The new amnesty laws were adopted despite an appeal by the Vienna Jewish Community to the coalition parties not to pass them. Under these laws, thousands of Austrian Nazis up to the rank of cell leaders will get back their properties and will be reinstated in their civil rights, with the exception of 6,000 former members of the "Blood Order" who will receive their property but will remain without civil rights.
The new laws also lift a three-year-old freeze on promotion and increase in salaries for 30,000 civil service workers who were ordinary members of the Nazi Party.
Parallel with these laws, the Parliament also passed a "compensation law" under which former victims of Nazism will receive an additional $17.00 in Austrian currency for each month they were in concentration camps.

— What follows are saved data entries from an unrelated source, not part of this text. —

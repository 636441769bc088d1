//! Catalog normalizer: coerce loosely-typed topic items into the strongly
//! typed catalog shape.
//!
//! The recovered reply is a list of `serde_json::Value`s that may be missing
//! fields, carry wrong types, or duplicate topics. Each coercion rule is
//! total — every input value maps to either a valid field or its documented
//! default — so one malformed field never discards an otherwise-usable item.
//! Only a missing/empty topic string disqualifies an item entirely.
//!
//! Normalization is idempotent: feeding the output back through produces the
//! identical list (ids are only generated when absent, so they are stable
//! from the second pass onward).

use crate::catalog::{TopicCatalogItem, TopicDirection};
use crate::error::ExtractError;
use crate::pipeline::recover::RecoveredResponse;
use serde_json::{Map, Value};
use std::collections::HashSet;
use tracing::debug;
use uuid::Uuid;

/// The normalized result: ordered, deduplicated topics plus the optional
/// model-written summary.
#[derive(Debug, Clone, PartialEq)]
pub struct NormalizedCatalog {
    pub summary: Option<String>,
    pub topics: Vec<TopicCatalogItem>,
}

/// Validate, coerce, and deduplicate the recovered items.
///
/// Duplicates (by trimmed topic string) keep the first occurrence in input
/// order. An empty result is an error — the pipeline never hands the caller
/// an empty catalog as success.
pub fn normalize_catalog(response: RecoveredResponse) -> Result<NormalizedCatalog, ExtractError> {
    let mut seen: HashSet<String> = HashSet::new();
    let mut topics: Vec<TopicCatalogItem> = Vec::new();
    let raw_count = response.topics.len();

    for value in &response.topics {
        let Some(item) = coerce_item(value) else {
            continue;
        };
        if seen.insert(item.topic.clone()) {
            topics.push(item);
        }
    }

    if topics.is_empty() {
        return Err(ExtractError::NoTopics);
    }
    debug!("normalized {} of {} raw items", topics.len(), raw_count);

    let summary = response
        .summary
        .as_deref()
        .map(str::trim)
        .filter(|s| !s.is_empty())
        .map(String::from);

    Ok(NormalizedCatalog { summary, topics })
}

/// Coerce one raw value into a catalog item, or reject it entirely.
///
/// Rejection happens only for non-objects and items whose topic string is
/// missing, non-string, or whitespace-only.
fn coerce_item(value: &Value) -> Option<TopicCatalogItem> {
    let obj = value.as_object()?;

    let topic = obj
        .get("topic")
        .and_then(Value::as_str)
        .map(str::trim)
        .filter(|t| !t.is_empty())?
        .to_string();

    let id = string_field(obj, &["id"]).unwrap_or_else(|| Uuid::new_v4().to_string());
    let name = string_field(obj, &["name"]).unwrap_or_else(|| topic.clone());

    let direction = string_field(obj, &["direction"])
        .and_then(|d| TopicDirection::from_keyword(&d))
        .unwrap_or_default();

    let qos = coerce_qos(obj.get("qos"));
    let retain = obj
        .get("retain")
        .and_then(Value::as_bool)
        .unwrap_or(false);

    let tags = obj
        .get("tags")
        .and_then(Value::as_array)
        .map(|values| {
            values
                .iter()
                .filter_map(Value::as_str)
                .map(str::trim)
                .filter(|t| !t.is_empty())
                .map(String::from)
                .collect()
        })
        .unwrap_or_default();

    Some(TopicCatalogItem {
        id,
        name,
        topic,
        direction,
        qos,
        retain,
        content_type: string_field(obj, &["contentType", "content_type"]),
        description: string_field(obj, &["description"]),
        tags,
        payload_template: text_block(obj, &["payloadTemplate", "payload_template"]),
        payload_example: text_block(obj, &["payloadExample", "payload_example"]),
        schema: text_block(obj, &["schema"]),
    })
}

/// First non-empty string under any of the given key spellings.
fn string_field(obj: &Map<String, Value>, keys: &[&str]) -> Option<String> {
    keys.iter()
        .filter_map(|key| obj.get(*key))
        .filter_map(Value::as_str)
        .map(str::trim)
        .find(|s| !s.is_empty())
        .map(String::from)
}

/// Like [`string_field`], but a structured value (models often emit the
/// schema or example as a JSON object) is pretty-printed into the text block.
fn text_block(obj: &Map<String, Value>, keys: &[&str]) -> Option<String> {
    for key in keys {
        match obj.get(*key) {
            Some(Value::String(s)) => {
                let trimmed = s.trim();
                if !trimmed.is_empty() {
                    return Some(trimmed.to_string());
                }
            }
            Some(value @ (Value::Object(_) | Value::Array(_))) => {
                return serde_json::to_string_pretty(value).ok();
            }
            _ => {}
        }
    }
    None
}

/// QoS must be 0, 1, or 2; anything else — wrong type, out of range — is 0.
/// Numeric strings are tolerated because models emit them constantly.
fn coerce_qos(value: Option<&Value>) -> u8 {
    let level = match value {
        Some(Value::Number(n)) => n.as_u64(),
        Some(Value::String(s)) => s.trim().parse::<u64>().ok(),
        _ => None,
    };
    match level {
        Some(level @ 0..=2) => level as u8,
        _ => 0,
    }
}
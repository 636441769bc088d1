//! Output types: the extraction draft plus per-run statistics.
//!
//! [`ExtractionDraft`] is deliberately transient — it exists between
//! "extraction succeeded" and "user accepts or discards". Accepting feeds it
//! to [`crate::catalog::TopicDocument::from_draft`]; discarding is just
//! dropping the value. Nothing here is persisted by the library.

use crate::catalog::TopicCatalogItem;
use serde::{Deserialize, Serialize};

/// The not-yet-committed result of one document-to-catalog run.
#[derive(Debug, Clone, PartialEq, Serialize, Deserialize)]
#[serde(rename_all = "camelCase")]
pub struct ExtractionDraft {
    /// The connection this draft was produced for.
    pub connection_id: String,
    /// Display name of the originating document.
    pub source_name: String,
    /// Optional human-readable summary returned by the model.
    pub summary: Option<String>,
    /// The normalized, deduplicated topic list, in model output order.
    pub topics: Vec<TopicCatalogItem>,
}

/// Statistics for one extraction run.
///
/// `truncated` is the size-guard notice: the source text exceeded the
/// configured maximum and was cut before prompt rendering. Callers should
/// surface this to the user as a non-fatal warning — the run still
/// succeeded, but the model only saw a prefix of the document.
#[derive(Debug, Clone, Default, PartialEq, Serialize, Deserialize)]
#[serde(rename_all = "camelCase")]
pub struct ExtractionStats {
    /// Character count of the recovered source text, before truncation.
    pub source_chars: usize,
    /// Whether the size guard cut the source text.
    pub truncated: bool,
    /// Character count of the rendered user prompt.
    pub prompt_chars: usize,
    /// Completion-service retries consumed (0 = first attempt succeeded).
    pub retries: u8,
    /// Wall-clock duration of the whole run.
    pub duration_ms: u64,
    /// Portion of `duration_ms` spent awaiting the completion service.
    pub llm_duration_ms: u64,
}

/// Everything [`crate::extract::extract`] returns on success.
#[derive(Debug, Clone, Serialize, Deserialize)]
#[serde(rename_all = "camelCase")]
pub struct ExtractionOutput {
    pub draft: ExtractionDraft,
    pub stats: ExtractionStats,
}
//! # doc2topics
//!
//! Extract MQTT topic catalogs from protocol documents using LLMs.
//!
//! ## Why this crate?
//!
//! Device and integration teams describe their MQTT interfaces in whatever
//! document is at hand — a Markdown spec, a Word file, sometimes a legacy
//! HWP binary. Re-typing those topic lists into a client tool is slow and
//! error-prone. This crate recovers the readable text from such documents,
//! asks a chat-completion model to derive the topic list, and then — because
//! model output is unreliable — defensively reconstructs a valid, typed,
//! deduplicated catalog even when the reply is wrapped in fences or buried
//! in prose.
//!
//! ## Pipeline Overview
//!
//! ```text
//! document (bytes + name)
//!  │
//!  ├─ 1. Source    route by extension (txt/md, docx, hwp)
//!  ├─ 2. Recover   ZIP scan → inflate → markup text, or dual-encoding decode
//!  ├─ 3. Guard     truncate oversized text, note it in stats
//!  ├─ 4. Prompt    render {{placeholders}} into the extraction prompt
//!  ├─ 5. Complete  OpenAI-compatible chat call with retry/backoff
//!  ├─ 6. Rescue    strip fences / balanced-bracket scan for embedded JSON
//!  └─ 7. Normalize coerce, default, dedup → ExtractionDraft
//! ```
//!
//! ## Quick Start
//!
//! ```rust,no_run
//! use doc2topics::{extract, ExtractionConfig};
//!
//! #[tokio::main]
//! async fn main() -> Result<(), Box<dyn std::error::Error>> {
//!     let bytes = std::fs::read("broker-spec.docx")?;
//!     let config = ExtractionConfig::builder()
//!         .base_url("https://api.openai.com/v1")
//!         .api_key(std::env::var("OPENAI_API_KEY")?)
//!         .model("gpt-4.1-mini")
//!         .build()?;
//!
//!     let output = extract("broker-spec.docx", &bytes, "conn-1", &config).await?;
//!     if output.stats.truncated {
//!         eprintln!("note: document was truncated before extraction");
//!     }
//!     for topic in &output.draft.topics {
//!         println!("{} ({:?})", topic.topic, topic.direction);
//!     }
//!     Ok(())
//! }
//! ```
//!
//! The draft is transient: show it to the user, then either discard it or
//! commit it with [`TopicDocument::from_draft`], which replaces the
//! connection's catalog wholesale.
//!
//! ## Feature Flags
//!
//! | Feature | Default | Description |
//! |---------|---------|-------------|
//! | `cli`   | on      | Enables the `doc2topics` binary (clap + anyhow + tracing-subscriber) |

// ── Modules ──────────────────────────────────────────────────────────────

pub mod catalog;
pub mod config;
pub mod error;
pub mod extract;
pub mod output;
pub mod pipeline;
pub mod prompts;

// ── Re-exports ───────────────────────────────────────────────────────────

pub use catalog::{TopicCatalogItem, TopicDirection, TopicDocument};
pub use config::{ExtractionConfig, ExtractionConfigBuilder};
pub use error::ExtractError;
pub use extract::{extract, extract_sync};
pub use output::{ExtractionDraft, ExtractionOutput, ExtractionStats};
pub use pipeline::llm::{CompletionProvider, OpenAiCompatProvider};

These victims have been receiving till now about $23.50 for each month of internment.
"Neue Front," organ of the neo-Nazi League of Independents, today attacked the Allied Powers for "listening to the campaign of slander" against the Nazis. "We do not fear the Jewish protests, because we know from history that Jewish hatred is immeasurable and that the Jewish lust for revenge is unlimited." the paper said, adding that this view should not be interpreted as "anti-Semitic."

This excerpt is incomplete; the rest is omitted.